## WHAT IS BEING ASKED:
Here the job is to return only the lines of the material, exactly, from the first one to the line with "settings it changes.".
_ _ _
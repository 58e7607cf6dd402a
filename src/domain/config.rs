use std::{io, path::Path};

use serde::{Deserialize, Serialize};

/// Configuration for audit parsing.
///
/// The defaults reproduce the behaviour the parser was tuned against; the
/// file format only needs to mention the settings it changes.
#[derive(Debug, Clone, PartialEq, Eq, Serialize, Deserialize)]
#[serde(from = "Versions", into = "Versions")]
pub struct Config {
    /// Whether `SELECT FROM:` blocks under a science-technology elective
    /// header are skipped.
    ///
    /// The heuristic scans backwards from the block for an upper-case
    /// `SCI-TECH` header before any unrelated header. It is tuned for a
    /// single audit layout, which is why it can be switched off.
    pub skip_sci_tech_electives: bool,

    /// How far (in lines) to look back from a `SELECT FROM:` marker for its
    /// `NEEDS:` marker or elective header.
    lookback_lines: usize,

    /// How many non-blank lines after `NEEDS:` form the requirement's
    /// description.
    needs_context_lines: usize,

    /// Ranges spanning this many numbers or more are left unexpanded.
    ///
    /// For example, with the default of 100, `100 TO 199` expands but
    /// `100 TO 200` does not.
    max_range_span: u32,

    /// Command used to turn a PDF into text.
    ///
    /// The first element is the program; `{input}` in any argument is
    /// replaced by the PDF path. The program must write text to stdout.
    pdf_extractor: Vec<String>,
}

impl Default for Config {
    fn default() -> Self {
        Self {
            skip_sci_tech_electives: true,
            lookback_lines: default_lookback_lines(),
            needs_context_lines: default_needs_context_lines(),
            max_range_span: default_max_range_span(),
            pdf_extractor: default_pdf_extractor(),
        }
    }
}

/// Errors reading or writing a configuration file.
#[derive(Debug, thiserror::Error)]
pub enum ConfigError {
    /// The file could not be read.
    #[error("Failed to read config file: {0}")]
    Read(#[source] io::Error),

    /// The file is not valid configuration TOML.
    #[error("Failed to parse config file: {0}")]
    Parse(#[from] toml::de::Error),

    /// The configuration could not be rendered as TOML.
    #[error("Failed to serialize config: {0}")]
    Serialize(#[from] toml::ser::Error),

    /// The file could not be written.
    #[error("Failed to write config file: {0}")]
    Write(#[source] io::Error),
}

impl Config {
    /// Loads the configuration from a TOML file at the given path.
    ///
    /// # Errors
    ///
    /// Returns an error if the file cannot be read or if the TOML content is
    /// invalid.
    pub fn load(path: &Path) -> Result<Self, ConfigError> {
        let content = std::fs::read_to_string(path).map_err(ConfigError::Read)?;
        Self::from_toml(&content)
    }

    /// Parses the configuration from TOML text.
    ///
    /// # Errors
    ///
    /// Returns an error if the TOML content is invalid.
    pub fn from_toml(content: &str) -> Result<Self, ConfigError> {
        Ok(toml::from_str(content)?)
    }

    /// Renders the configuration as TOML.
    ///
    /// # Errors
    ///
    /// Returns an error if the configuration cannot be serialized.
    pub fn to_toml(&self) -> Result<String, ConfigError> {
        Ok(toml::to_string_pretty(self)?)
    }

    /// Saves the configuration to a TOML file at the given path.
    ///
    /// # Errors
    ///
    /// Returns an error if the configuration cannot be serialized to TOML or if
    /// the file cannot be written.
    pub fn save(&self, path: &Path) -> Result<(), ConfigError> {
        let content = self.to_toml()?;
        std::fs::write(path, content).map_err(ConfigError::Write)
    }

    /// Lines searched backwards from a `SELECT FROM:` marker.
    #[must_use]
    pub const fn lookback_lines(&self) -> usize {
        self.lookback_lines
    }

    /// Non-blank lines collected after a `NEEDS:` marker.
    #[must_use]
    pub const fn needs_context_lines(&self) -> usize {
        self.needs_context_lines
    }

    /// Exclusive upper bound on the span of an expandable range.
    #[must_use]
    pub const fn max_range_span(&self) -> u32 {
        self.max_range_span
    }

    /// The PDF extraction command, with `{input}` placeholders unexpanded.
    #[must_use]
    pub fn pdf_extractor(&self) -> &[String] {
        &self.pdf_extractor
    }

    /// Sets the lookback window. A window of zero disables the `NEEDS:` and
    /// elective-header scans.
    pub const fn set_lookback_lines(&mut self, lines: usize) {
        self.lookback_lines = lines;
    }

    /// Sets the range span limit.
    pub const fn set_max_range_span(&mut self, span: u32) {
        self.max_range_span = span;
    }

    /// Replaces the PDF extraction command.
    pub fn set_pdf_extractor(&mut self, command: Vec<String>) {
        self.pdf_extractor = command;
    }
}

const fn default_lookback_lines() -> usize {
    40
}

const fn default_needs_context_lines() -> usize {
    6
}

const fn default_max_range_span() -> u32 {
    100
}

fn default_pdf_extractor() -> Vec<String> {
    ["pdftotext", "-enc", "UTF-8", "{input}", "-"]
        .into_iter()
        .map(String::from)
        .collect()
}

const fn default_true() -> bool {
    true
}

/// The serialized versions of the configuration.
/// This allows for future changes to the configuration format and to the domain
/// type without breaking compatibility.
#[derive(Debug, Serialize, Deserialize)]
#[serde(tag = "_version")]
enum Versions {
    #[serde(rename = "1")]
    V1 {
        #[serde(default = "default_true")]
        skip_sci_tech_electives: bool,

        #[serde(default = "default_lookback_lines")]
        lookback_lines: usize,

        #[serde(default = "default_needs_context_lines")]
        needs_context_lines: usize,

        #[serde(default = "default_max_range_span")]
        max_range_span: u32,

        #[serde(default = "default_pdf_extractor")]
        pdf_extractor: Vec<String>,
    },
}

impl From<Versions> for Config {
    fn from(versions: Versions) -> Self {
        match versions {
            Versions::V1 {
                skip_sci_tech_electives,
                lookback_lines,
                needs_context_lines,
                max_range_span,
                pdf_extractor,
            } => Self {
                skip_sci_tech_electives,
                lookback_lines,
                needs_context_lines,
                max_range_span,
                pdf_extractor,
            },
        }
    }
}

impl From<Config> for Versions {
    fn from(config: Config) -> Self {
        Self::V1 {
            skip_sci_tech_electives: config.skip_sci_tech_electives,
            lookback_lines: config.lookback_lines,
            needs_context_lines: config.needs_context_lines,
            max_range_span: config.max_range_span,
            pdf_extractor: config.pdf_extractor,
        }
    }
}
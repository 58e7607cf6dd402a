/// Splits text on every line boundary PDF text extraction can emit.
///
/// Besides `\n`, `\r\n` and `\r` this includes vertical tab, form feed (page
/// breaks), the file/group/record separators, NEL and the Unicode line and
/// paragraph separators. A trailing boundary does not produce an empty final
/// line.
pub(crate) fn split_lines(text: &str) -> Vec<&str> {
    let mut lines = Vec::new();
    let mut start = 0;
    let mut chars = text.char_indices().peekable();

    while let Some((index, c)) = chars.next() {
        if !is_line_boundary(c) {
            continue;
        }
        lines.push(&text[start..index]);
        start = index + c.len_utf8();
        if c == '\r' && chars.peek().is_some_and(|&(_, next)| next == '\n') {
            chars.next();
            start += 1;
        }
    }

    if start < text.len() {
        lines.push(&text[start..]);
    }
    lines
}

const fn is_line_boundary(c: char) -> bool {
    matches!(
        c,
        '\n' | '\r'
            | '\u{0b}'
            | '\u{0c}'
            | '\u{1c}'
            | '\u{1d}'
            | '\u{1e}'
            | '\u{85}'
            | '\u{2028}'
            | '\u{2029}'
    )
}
_ _ _
## RESPONSE FOR THIS EXERCISE:
repository 58e7607cf6dd402a
filename src/domain/config.rs
use std::{io, path::Path};

use serde::{Deserialize, Serialize};

/// Configuration for audit parsing.
///
/// The defaults reproduce the behaviour the parser was tuned against; the
/// file format only needs to mention the settings it changes.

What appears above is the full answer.